On TSA Funding

November 2015

In light of recent terrorist attacks in Paris, many would agree that the United States needs to reevaluate its own domestic safety measures to prevent a similar attack on American soil. As it turns out, we can already safely conclude that we are failing. Just today, CBS46 in Atlanta reported that a local man accidently flew from Hartsfield-Jackson International Airport to O’Hare in Chicago with a loaded revolver in his carry-on bag without a single Transportation Safety Administration agent stopping him (Stinchcomb).

Coming on the heels of an audit this year in which the TSA failed to detect hidden weapons 95% of the time (Bradner), this development only reinforces what many of us already know: the TSA is nothing more than useless security theater meant to imbue travellers with a false sense of security while failing to prevent real disasters. In the interest of better utilizing manpower and funding in the fight against terrorism on American shores (and saving the average airline passenger a few headaches in the process), our government must defund the TSA immediately.
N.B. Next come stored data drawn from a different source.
//! The transformer that rewrites supplementary characters in attribute
//! values.
//!
//! Overview
//! - Input is pulled one UTF-16 code unit at a time from a [`CharSource`]
//!   into a small lookahead buffer. The buffer never holds more than
//!   [`MAX_INDICATOR_LEN`](crate::grammar::MAX_INDICATOR_LEN) units.
//! - Whenever output is requested and none is queued, the mode on top of the
//!   stack gets one step: either one of its indicators matches and is copied
//!   verbatim (pushing or popping a mode), or exactly one code point is moved
//!   to the output.
//! - A code point is escaped as `&#<decimal>;` only if it is supplementary
//!   (a valid surrogate pair) and the top mode escapes. Unpaired surrogates
//!   are moved as single units and never escaped.
//!
//! Every decision needs at most one indicator's worth of lookahead; there is
//! no backtracking and no recursion tied to document nesting.

use std::io;

use crate::{
    buffer::{Lookahead, OutputQueue},
    grammar::{Action, Mode},
    mode_stack::ModeStack,
    source::{CharSource, Utf16Units},
};

/// Streaming transformer over a [`CharSource`].
///
/// Yields the transformed document one code unit at a time through
/// [`next_unit`](Self::next_unit) or the [`Iterator`] implementation.
#[derive(Debug)]
pub struct Transformer<S> {
    source: S,
    modes: ModeStack,
    lookahead: Lookahead,
    output: OutputQueue,
}

impl<S: CharSource> Transformer<S> {
    /// Creates a transformer that starts at the top level of a document.
    pub fn new(source: S) -> Self {
        Self {
            source,
            modes: ModeStack::new(),
            lookahead: Lookahead::new(),
            output: OutputQueue::new(),
        }
    }

    /// Returns the next transformed code unit, or `None` at end of input.
    ///
    /// # Errors
    ///
    /// Propagates I/O failures of the source.
    pub fn next_unit(&mut self) -> io::Result<Option<u16>> {
        if self.output.is_empty() {
            self.transform_next()?;
        }
        Ok(self.output.pop())
    }

    /// The mode governing the next decision.
    #[must_use]
    pub fn current_mode(&self) -> Mode {
        self.modes.top()
    }

    /// Number of open grammatical units, counting the top level.
    #[must_use]
    pub fn depth(&self) -> usize {
        self.modes.depth()
    }

    /// Code units read or produced but not yet handed out.
    #[must_use]
    pub fn buffered_units(&self) -> usize {
        self.lookahead.len() + self.output.len()
    }

    /// Closes the underlying source.
    ///
    /// # Errors
    ///
    /// Propagates the source's close failure.
    pub fn close(&mut self) -> io::Result<()> {
        self.source.close()
    }

    /// Gives back the source. Buffered units are lost.
    pub fn into_source(self) -> S {
        self.source
    }

    fn transform_next(&mut self) -> io::Result<()> {
        self.lookahead.ensure(1, &mut self.source)?;
        if self.lookahead.is_empty() {
            return Ok(());
        }

        let mode = self.modes.top();
        for transition in mode.transitions() {
            if self
                .lookahead
                .try_consume(transition.indicator, &mut self.source, &mut self.output)?
            {
                match transition.action {
                    Action::Push(next) => self.modes.push(next),
                    Action::Pop => self.modes.pop(),
                }
                return Ok(());
            }
        }

        self.transfer_code_point(mode.escapes())
    }

    fn transfer_code_point(&mut self, escape: bool) -> io::Result<()> {
        // A high surrogate needs its partner to form a code point.
        self.lookahead.ensure(2, &mut self.source)?;
        let Some(first) = self.lookahead.front() else {
            return Ok(());
        };

        let pair = self
            .lookahead
            .get(1)
            .and_then(|second| combine_surrogates(first, second).map(|cp| (second, cp)));

        match pair {
            Some((_, code_point)) if escape => {
                self.lookahead.discard(2);
                self.output.push_ascii(&format!("&#{code_point};"));
            }
            Some((second, _)) => {
                self.lookahead.discard(2);
                self.output.push_units(&[first, second]);
            }
            None => {
                self.lookahead.discard(1);
                self.output.push_unit(first);
            }
        }
        Ok(())
    }
}

impl<S: CharSource> Iterator for Transformer<S> {
    type Item = io::Result<u16>;

    fn next(&mut self) -> Option<Self::Item> {
        self.next_unit().transpose()
    }
}

/// Decodes a surrogate pair into a supplementary code point.
#[inline]
fn combine_surrogates(high: u16, low: u16) -> Option<u32> {
    if (0xD800..=0xDBFF).contains(&high) && (0xDC00..=0xDFFF).contains(&low) {
        Some(0x10000 + ((u32::from(high) - 0xD800) << 10) + (u32::from(low) - 0xDC00))
    } else {
        None
    }
}

/// Transforms a complete document held as UTF-16 code units.
#[must_use]
pub fn escape_units(units: &[u16]) -> Vec<u16> {
    let transformer = Transformer::new(Utf16Units::new(units.iter().copied()));
    // In-memory sources cannot fail.
    transformer.map_while(Result::ok).collect()
}

/// Transforms a complete document held as a string.
///
/// ```rust
/// assert_eq!(
///     astralesc::escape_str("<elem attr='\u{1F602}'>\u{1F602}</elem>"),
///     "<elem attr='&#128514;'>\u{1F602}</elem>"
/// );
/// ```
#[must_use]
pub fn escape_str(xml: &str) -> String {
    let units: Vec<u16> = xml.encode_utf16().collect();
    char::decode_utf16(escape_units(&units))
        .map(|c| c.unwrap_or(char::REPLACEMENT_CHARACTER))
        .collect()
}
use std::io;

/// A pull source of UTF-16 code units.
///
/// This is the character-stream input of the transformer. Working on code
/// units rather than `char`s keeps unpaired surrogates representable, so a
/// source that yields one is passed through instead of rejected.
pub trait CharSource {
    /// Returns the next code unit, or `None` once the source is exhausted.
    ///
    /// # Errors
    ///
    /// Propagates any I/O failure of the underlying input.
    fn next_unit(&mut self) -> io::Result<Option<u16>>;

    /// Releases the underlying input.
    ///
    /// # Errors
    ///
    /// Propagates any I/O failure reported while closing.
    fn close(&mut self) -> io::Result<()> {
        Ok(())
    }
}

impl<S: CharSource + ?Sized> CharSource for Box<S> {
    fn next_unit(&mut self) -> io::Result<Option<u16>> {
        (**self).next_unit()
    }

    fn close(&mut self) -> io::Result<()> {
        (**self).close()
    }
}

impl<S: CharSource + ?Sized> CharSource for &mut S {
    fn next_unit(&mut self) -> io::Result<Option<u16>> {
        (**self).next_unit()
    }

    fn close(&mut self) -> io::Result<()> {
        (**self).close()
    }
}

/// A [`CharSource`] over an in-memory sequence of code units.
#[derive(Debug, Clone)]
pub struct Utf16Units<I> {
    units: I,
}

impl<I: Iterator<Item = u16>> Utf16Units<I> {
    /// Wraps an iterator of UTF-16 code units.
    pub fn new(units: I) -> Self {
        Self { units }
    }
}

impl Utf16Units<std::vec::IntoIter<u16>> {
    /// Encodes `text` as UTF-16 and serves the resulting code units.
    #[must_use]
    pub fn from_text(text: &str) -> Self {
        Self::new(text.encode_utf16().collect::<Vec<_>>().into_iter())
    }
}

impl<I: Iterator<Item = u16>> CharSource for Utf16Units<I> {
    #[inline]
    fn next_unit(&mut self) -> io::Result<Option<u16>> {
        Ok(self.units.next())
    }
}

#[cfg(test)]
mod tests {
    use super::*;

    #[test]
    fn text_is_served_as_utf16() {
        let mut src = Utf16Units::from_text("a\u{1F602}");
        assert_eq!(src.next_unit().unwrap(), Some(0x61));
        assert_eq!(src.next_unit().unwrap(), Some(0xD83D));
        assert_eq!(src.next_unit().unwrap(), Some(0xDE02));
        assert_eq!(src.next_unit().unwrap(), None);
        assert_eq!(src.next_unit().unwrap(), None);
    }

    #[test]
    fn boxed_sources_delegate() {
        let mut src: Box<dyn CharSource> = Box::new(Utf16Units::new([0xD800u16].into_iter()));
        assert_eq!(src.next_unit().unwrap(), Some(0xD800));
        assert_eq!(src.next_unit().unwrap(), None);
        src.close().unwrap();
    }
}
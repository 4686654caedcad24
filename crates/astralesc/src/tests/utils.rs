use crate::{EscapingReader, Utf16Units};

/// Reference rendering of an attribute value: every supplementary
/// character as a decimal reference.
pub(crate) fn escape_value(value: &str) -> String {
    value
        .chars()
        .map(|c| {
            if u32::from(c) > 0xFFFF {
                format!("&#{};", u32::from(c))
            } else {
                c.to_string()
            }
        })
        .collect()
}

/// Drains `reader` using buffers whose sizes cycle through `sizes`.
pub(crate) fn read_in_chunks(reader: &mut EscapingReader, sizes: &[usize]) -> Vec<u16> {
    let mut out = Vec::new();
    let mut buf = vec![0u16; sizes.iter().copied().max().unwrap_or(1).max(1)];
    let mut turn = 0;
    loop {
        let size = sizes.get(turn % sizes.len().max(1)).copied().unwrap_or(1).max(1);
        turn += 1;
        match reader.read(&mut buf[..size]).unwrap() {
            Some(n) => out.extend_from_slice(&buf[..n]),
            None => return out,
        }
    }
}

pub(crate) fn reader_over(units: Vec<u16>) -> EscapingReader {
    EscapingReader::from_character_stream(Utf16Units::new(units.into_iter()))
}
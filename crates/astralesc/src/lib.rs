//! A streaming XML reader that replaces supplementary characters (code points
//! above U+FFFF) with decimal numeric character references, but only inside
//! attribute values.
//!
//! Some XML parsers mishandle surrogate pairs in attribute values while
//! coping fine with `&#128514;`. This crate rewrites exactly those
//! characters and leaves everything else, including the same characters in
//! text, comments, CDATA sections and processing instructions, untouched.
//!
//! The document is not validated. A small fixed grammar of nested modes
//! (see [`Mode`]) recognises just enough structure to know whether the
//! current position is inside an attribute value.
//!
//! ```rust
//! assert_eq!(
//!     astralesc::escape_str("<!--\u{1F602}--><elem attr=\"\u{1F602}\"/>"),
//!     "<!--\u{1F602}--><elem attr=\"&#128514;\"/>"
//! );
//! ```

mod buffer;
mod decode;
mod engine;
mod error;
mod grammar;
mod mode_stack;
mod options;
mod reader;
mod resolve;
mod source;

#[cfg(test)]
mod tests;

pub use decode::{Decode, DecodedUnits, Encoding, XmlDecoder};
pub use engine::{Transformer, escape_str, escape_units};
pub use error::{Error, Setter};
pub use grammar::{Action, MAX_INDICATOR_LEN, Mode, Transition};
pub use options::DecoderOptions;
pub use reader::{EscapingReader, Utf8Reader};
pub use resolve::{DefaultResolver, Resolve, SystemId};
pub use source::{CharSource, Utf16Units};
use std::{fmt, io};

use thiserror::Error;

/// Configuration mutators of [`EscapingReader`](crate::EscapingReader).
#[derive(Debug, Clone, Copy, PartialEq, Eq)]
pub enum Setter {
    /// `set_encoding`
    Encoding,
    /// `set_character_stream`
    CharacterStream,
    /// `set_byte_stream`
    ByteStream,
    /// `set_system_id`
    SystemId,
}

impl fmt::Display for Setter {
    fn fmt(&self, f: &mut fmt::Formatter<'_>) -> fmt::Result {
        f.write_str(match self {
            Setter::Encoding => "set_encoding",
            Setter::CharacterStream => "set_character_stream",
            Setter::ByteStream => "set_byte_stream",
            Setter::SystemId => "set_system_id",
        })
    }
}

/// Errors reported by the reader and its collaborators.
#[derive(Error, Debug)]
pub enum Error {
    /// The underlying input failed.
    #[error("I/O error: {0}")]
    Io(#[from] io::Error),

    /// A configuration mutator was called after reading started.
    #[error("stream has already been read when calling {0}")]
    ConfiguredAfterStart(Setter),

    /// The encoding label, explicit or declared, names no known encoding.
    #[error("unsupported encoding: {0}")]
    UnsupportedEncoding(String),

    /// The system id is a URI whose scheme the resolver cannot open.
    #[error("unsupported URI scheme: {0}")]
    UnsupportedScheme(String),

    /// A `file:` URI names a host other than the local one.
    #[error("file URI names a remote host: {0}")]
    RemoteFileHost(String),

    /// None of character stream, byte stream or system id was configured.
    #[error("no input configured")]
    NoInput,

    /// The reader was closed, or failed to start.
    #[error("reader has been closed")]
    Closed,
}

impl From<Error> for io::Error {
    fn from(err: Error) -> Self {
        match err {
            Error::Io(err) => err,
            Error::UnsupportedEncoding(_)
            | Error::UnsupportedScheme(_)
            | Error::RemoteFileHost(_) => {
                io::Error::new(io::ErrorKind::Unsupported, err)
            }
            other => io::Error::other(other),
        }
    }
}

#[cfg(test)]
mod tests {
    use super::*;

    #[test]
    fn names_the_misused_setter() {
        let err = Error::ConfiguredAfterStart(Setter::ByteStream);
        assert_eq!(
            err.to_string(),
            "stream has already been read when calling set_byte_stream"
        );
    }

    #[test]
    fn io_errors_unwrap() {
        let err: io::Error = Error::Io(io::Error::new(io::ErrorKind::NotFound, "gone")).into();
        assert_eq!(err.kind(), io::ErrorKind::NotFound);
        let err: io::Error = Error::UnsupportedEncoding("EBCDIC".into()).into();
        assert_eq!(err.kind(), io::ErrorKind::Unsupported);
        let err: io::Error = Error::RemoteFileHost("fileserver".into()).into();
        assert_eq!(err.kind(), io::ErrorKind::Unsupported);
        let err: io::Error = Error::Closed.into();
        assert_eq!(err.kind(), io::ErrorKind::Other);
    }
}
These recent developments alone would justify heightened scrutiny of the TSA, but they are not isolated incidents. A 2010 Government Accountability Office investigation found that the TSA’s $200 million SPOT (Screening of Passengers by Observational Techniques) program had failed to catch a single terrorist, including a man later arrested for the attempted car bombing of Times Square earlier that same year (Keteyian). In 2012, John Halinski, the agency’s then-Assistant Administrator for Global Strategies, flatly admitted that the controversial full-body scanners employed in airports across the nation boasted an identical success rate (Leocha).

In spite of repeated, grievous failures to fulfill its purpose, the TSA received a budget in excess of $7.3 billion for the 2015 fiscal year (United States). The TSA is clearly a financial black hole that takes and takes from the federal budget while netting the American people no additional safety. The only sensible course of action is to abolish this useless, wasteful agency and redirect its funding towards intelligence agencies such as the CIA that have far more power to prevent terrorism.

Perhaps what we should learn from the attacks in Paris is that terrorism takes many forms, but the TSA takes only one. Terrorists can strike in planes, trains, performance halls, public squares, or soccer stadiums; meanwhile, the TSA focuses all of its attention on one of those possibilities alone, its very existence molded by our unfading memories of September 11th. The threat of terrorism is so much more nebulous than we often allow ourselves to believe, yet the front lines of  our so-called defenses address only one of its many aspects—and they can’t even get that right.

 


 

Work Cited

 

Bradner, Eric, and Rene Marsh. “TSA Screeners Failed Tests to Detect Explosives, Weapons.” CNN. Cable News Network, 2 June 2015. Web. 16 Nov. 2015.

 

Keteyian, Armen. “TSA’s Program to Spot Terrorists a $200M Sham?” CBS News. CBS Interactive, 19 May 2010. Web. 16 Nov. 2015.

 

Leocha, Charles. “TSA Executive Admits Not a Single Terrorist-related Arrest Has Resulted from Whole-body Scanners.” TSA News. N.p., 17 May 2012. Web. 16 Nov. 2015.

 

Stinchcomb, La-Keya, Dante Renzulli, and Cheryl Glassford. “Passenger with Gun in Carry-on Goes Unnoticed by TSA.” CBS46 News. CBS46, 15 Nov. 2015. Web. 16 Nov. 2015.

 

United States. Department of Homeland Security. Dhs.gov. Department of Homeland Security, 2014. Web. 16 Nov. 2015.